Work to be completed:
Once the line containing "spec, read from" has been written out, stop; until then, restate each line of the entries below word for word from the first.

Material provided:
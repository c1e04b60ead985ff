// backendtool/src/appsync/manager.rs
use anyhow::{Context, Result};
use serde::{Deserialize, Serialize};
use serde::de::DeserializeOwned;
use std::fs;
use std::path::Path;

use crate::appsync::diff::TableSpec;
use crate::paths;

pub const DATA_SOURCE_TYPE_DYNAMODB: &str = "AMAZON_DYNAMODB";
pub const DEFAULT_AUTHENTICATION_TYPE: &str = "API_KEY";

const DEFAULT_SCHEMA: &str = "\
schema {
    query: Query
}

type Query {
    status: String
}
";

/// Operator-editable AppSync feature spec, read from
/// `backend/appsync/settings.yml`.
#[derive(Debug, Clone, PartialEq, Serialize, Deserialize)]
#[serde(rename_all = "camelCase")]
pub struct AppSyncSettings {
    pub api_name: String,
    #[serde(default = "default_authentication_type")]
    pub authentication_type: String,
    #[serde(default)]
    pub data_sources: Vec<DataSourceSetting>,
    #[serde(default)]
    pub resolvers: Vec<ResolverSetting>,
}

fn default_authentication_type() -> String {
    DEFAULT_AUTHENTICATION_TYPE.to_string()
}

#[derive(Debug, Clone, PartialEq, Serialize, Deserialize)]
#[serde(rename_all = "camelCase")]
pub struct DataSourceSetting {
    pub name: String,
    #[serde(default)]
    pub description: Option<String>,
    #[serde(rename = "type")]
    pub source_type: String,
    #[serde(default)]
    pub table: Option<TableSpec>,
}

impl DataSourceSetting {
    pub fn is_dynamodb(&self) -> bool {
        self.source_type == DATA_SOURCE_TYPE_DYNAMODB
    }
}

/// A resolver attachment; the mapping template fields name files under
/// `backend/appsync/resolver-mappings/`.
#[derive(Debug, Clone, PartialEq, Serialize, Deserialize)]
#[serde(rename_all = "camelCase")]
pub struct ResolverSetting {
    pub type_name: String,
    pub field_name: String,
    pub data_source_name: String,
    pub request_mapping_template: String,
    pub response_mapping_template: String,
}

/// Summary of the backend API as of the last create/update/sync, stored at
/// `.backendtool/current-backend-info/appsync-info.json`.
#[derive(Debug, Clone, Default, PartialEq, Serialize, Deserialize)]
#[serde(rename_all = "camelCase", default)]
pub struct AppSyncInfo {
    pub api_id: String,
    pub name: String,
    pub graphql_endpoint: String,
    pub region: String,
    pub authentication_type: String,
    pub api_key: String,
    pub creation_time: String,
    pub last_update_time: String,
    pub last_sync_time: String,
}

// Dressed records mirrored into the current-backend info directory.

#[derive(Debug, Clone, Default, PartialEq, Serialize, Deserialize)]
#[serde(rename_all = "camelCase", default)]
pub struct GraphqlApiRecord {
    pub api_id: String,
    pub name: String,
    pub authentication_type: String,
    pub graphql_endpoint: String,
}

#[derive(Debug, Clone, PartialEq, Serialize, Deserialize)]
#[serde(rename_all = "camelCase")]
pub struct DataSourceRecord {
    pub name: String,
    #[serde(default)]
    pub description: Option<String>,
    #[serde(rename = "type")]
    pub source_type: String,
    pub service_role_arn: String,
    #[serde(default)]
    pub table: Option<TableSpec>,
}

#[derive(Debug, Clone, PartialEq, Serialize, Deserialize)]
#[serde(rename_all = "camelCase")]
pub struct ResolverRecord {
    pub type_name: String,
    pub field_name: String,
    pub data_source_name: String,
    #[serde(default)]
    pub request_mapping_template: String,
    #[serde(default)]
    pub response_mapping_template: String,
}

#[derive(Debug, Clone, PartialEq, Serialize, Deserialize)]
#[serde(rename_all = "camelCase")]
pub struct ApiKeyRecord {
    pub id: String,
    #[serde(default)]
    pub description: Option<String>,
}

pub fn is_feature_enabled(project_path: &Path) -> bool {
    paths::appsync_settings_file(project_path).is_file()
}

pub fn get_settings(project_path: &Path) -> crate::errors::Result<AppSyncSettings> {
    let file_path = paths::appsync_settings_file(project_path);
    let content = fs::read_to_string(&file_path)?;
    let settings: AppSyncSettings = serde_yaml::from_str(&content)?;
    Ok(settings)
}

pub fn get_schema(project_path: &Path) -> crate::errors::Result<String> {
    Ok(fs::read_to_string(paths::appsync_schema_file(project_path))?)
}

pub fn get_mapping(project_path: &Path, name: &str) -> Result<String> {
    let file_path = paths::appsync_resolver_mappings_dir(project_path).join(name);
    fs::read_to_string(&file_path)
        .with_context(|| format!("Failed to read resolver mapping {}", file_path.display()))
}

pub fn get_appsync_info(project_path: &Path) -> Option<AppSyncInfo> {
    let content = fs::read_to_string(paths::appsync_info_file(project_path)).ok()?;
    serde_json::from_str(&content).ok()
}

pub fn update_appsync_info(project_path: &Path, info: &AppSyncInfo) -> Result<()> {
    write_json_file(&paths::appsync_info_file(project_path), info)
}

pub fn clear_appsync_info(project_path: &Path) -> Result<()> {
    write_json_file(&paths::appsync_info_file(project_path), &AppSyncInfo::default())
}

/// Scaffolds the feature directory with a default spec when none exists.
pub fn enable(project_path: &Path, api_name: &str) -> Result<()> {
    let feature_dir = paths::appsync_feature_dir(project_path);
    if is_feature_enabled(project_path) {
        return Ok(());
    }
    fs::create_dir_all(paths::appsync_resolver_mappings_dir(project_path)).with_context(|| {
        format!("Failed to create feature directory {}", feature_dir.display())
    })?;

    let settings = AppSyncSettings {
        api_name: api_name.to_string(),
        authentication_type: DEFAULT_AUTHENTICATION_TYPE.to_string(),
        data_sources: Vec::new(),
        resolvers: Vec::new(),
    };
    let yaml_string = serde_yaml::to_string(&settings)?;
    fs::write(paths::appsync_settings_file(project_path), yaml_string)
        .context("Failed to write default appsync settings")?;

    let schema_file = paths::appsync_schema_file(project_path);
    if !schema_file.exists() {
        fs::write(&schema_file, DEFAULT_SCHEMA).context("Failed to write default schema")?;
    }
    Ok(())
}

/// Writes the dressed remote state into the current-backend info directory.
pub fn write_current_backend_info(
    project_path: &Path,
    api: &GraphqlApiRecord,
    data_sources: &[DataSourceRecord],
    resolvers: &[ResolverRecord],
    api_keys: &[ApiKeyRecord],
    schema: &str,
) -> Result<()> {
    let current_dir = paths::current_appsync_dir(project_path);
    fs::create_dir_all(&current_dir).with_context(|| {
        format!(
            "Failed to create current backend info directory {}",
            current_dir.display()
        )
    })?;

    write_json_file(&current_dir.join(paths::APPSYNC_GRAPHQL_API_FILE_NAME), api)?;
    write_json_file(
        &current_dir.join(paths::APPSYNC_DATA_SOURCES_FILE_NAME),
        &data_sources,
    )?;
    write_json_file(
        &current_dir.join(paths::APPSYNC_RESOLVERS_FILE_NAME),
        &resolvers,
    )?;
    write_json_file(&current_dir.join(paths::APPSYNC_API_KEYS_FILE_NAME), &api_keys)?;
    fs::write(current_dir.join(paths::APPSYNC_SCHEMA_FILE_NAME), schema)
        .context("Failed to write current backend schema")?;
    Ok(())
}

pub fn read_json_file<T: DeserializeOwned>(file_path: &Path) -> Result<T> {
    let content = fs::read_to_string(file_path)
        .with_context(|| format!("Failed to read {}", file_path.display()))?;
    serde_json::from_str(&content)
        .with_context(|| format!("Failed to parse JSON from {}", file_path.display()))
}

fn write_json_file<T: Serialize>(file_path: &Path, value: &T) -> Result<()> {
    if let Some(parent) = file_path.parent() {
        fs::create_dir_all(parent)
            .with_context(|| format!("Failed to create directory {}", parent.display()))?;
    }
    let json_string = serde_json::to_string_pretty(value)?;
    fs::write(file_path, json_string)
        .with_context(|| format!("Failed to write {}", file_path.display()))?;
    Ok(())
}
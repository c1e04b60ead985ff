// backendtool/src/appsync/mod.rs
pub(crate) mod create;
pub(crate) mod delete;
pub(crate) mod diff;
pub(crate) mod manager;
pub(crate) mod retrieve;
pub(crate) mod role;
pub(crate) mod update;
pub(crate) mod wait;

use anyhow::{Context, Result};
use std::env;
use std::path::PathBuf;

use crate::config;
use crate::errors::AppError;
use crate::project::{self, ProjectInfo};
use crate::prompt::{Prompter, StdinPrompter};

fn locate_project() -> Result<(PathBuf, ProjectInfo)> {
    let current_dir = env::current_dir().context("Failed to determine the current directory")?;
    let project_path = project::search_project_root(&current_dir).ok_or_else(|| {
        AppError::InvalidWorkspace(
            "you are not working inside a valid backendtool project".to_string(),
        )
    })?;
    let info = project::load(&project_path)?;
    Ok((project_path, info))
}

/// Public entry point for the pull process: refresh the local
/// current-backend info from the linked remote backend.
pub async fn run_pull_flow() -> Result<()> {
    let (project_path, mut info) = locate_project()?;
    if info.backend_project_id.is_empty() {
        anyhow::bail!("this project has no backend association; run 'backendtool init' first");
    }

    let mut prompter = StdinPrompter;
    let aws = config::check_aws_config(&mut prompter)?;
    let backend_id = info.backend_project_id.clone();
    let handle = retrieve::run(&project_path, &aws, &backend_id).await?;

    project::update_backend_details(&mut info, Some(&handle));
    info.last_sync_time = project::now_timestamp();
    project::save(&info)?;
    Ok(())
}

/// Public entry point for the push process: apply the local feature spec to
/// the linked remote backend.
pub async fn run_push_flow() -> Result<()> {
    let (project_path, mut info) = locate_project()?;
    // push never creates; linking is decided by the operator through init
    if info.backend_project_id.is_empty() {
        anyhow::bail!(
            "this project has no backend association; run 'backendtool init' to create or link a backend before pushing"
        );
    }

    let mut prompter = StdinPrompter;
    let aws = config::check_aws_config(&mut prompter)?;
    let backend_id = info.backend_project_id.clone();
    let handle = update::run(&project_path, &aws, &backend_id).await?;

    project::update_backend_details(&mut info, Some(&handle));
    info.last_sync_time = project::now_timestamp();
    project::save(&info)?;
    Ok(())
}

/// Public entry point for the delete process.
pub async fn run_delete_flow() -> Result<()> {
    let (project_path, mut info) = locate_project()?;
    if info.backend_project_id.is_empty() {
        anyhow::bail!("this project has no backend association; nothing to delete");
    }

    let mut prompter = StdinPrompter;
    let confirmed = prompter.confirm(
        &format!(
            "delete the backend project {} (api id: {})",
            info.backend_project_name, info.backend_project_id
        ),
        false,
    )?;
    if !confirmed {
        println!("Delete aborted.");
        return Ok(());
    }

    let aws = config::check_aws_config(&mut prompter)?;
    delete::run(&project_path, &aws).await?;

    project::update_backend_details(&mut info, None);
    project::save(&info)?;
    Ok(())
}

Result of this task:
repository c1e04b60ead985ff
// backendtool/src/appsync/manager.rs
use anyhow::{Context, Result};
use serde::{Deserialize, Serialize};
use serde::de::DeserializeOwned;
use std::fs;
use std::path::Path;

use crate::appsync::diff::TableSpec;
use crate::paths;

pub const DATA_SOURCE_TYPE_DYNAMODB: &str = "AMAZON_DYNAMODB";
pub const DEFAULT_AUTHENTICATION_TYPE: &str = "API_KEY";

const DEFAULT_SCHEMA: &str = "\
schema {
    query: Query
}

type Query {
    status: String
}
";

/// Operator-editable AppSync feature spec, read from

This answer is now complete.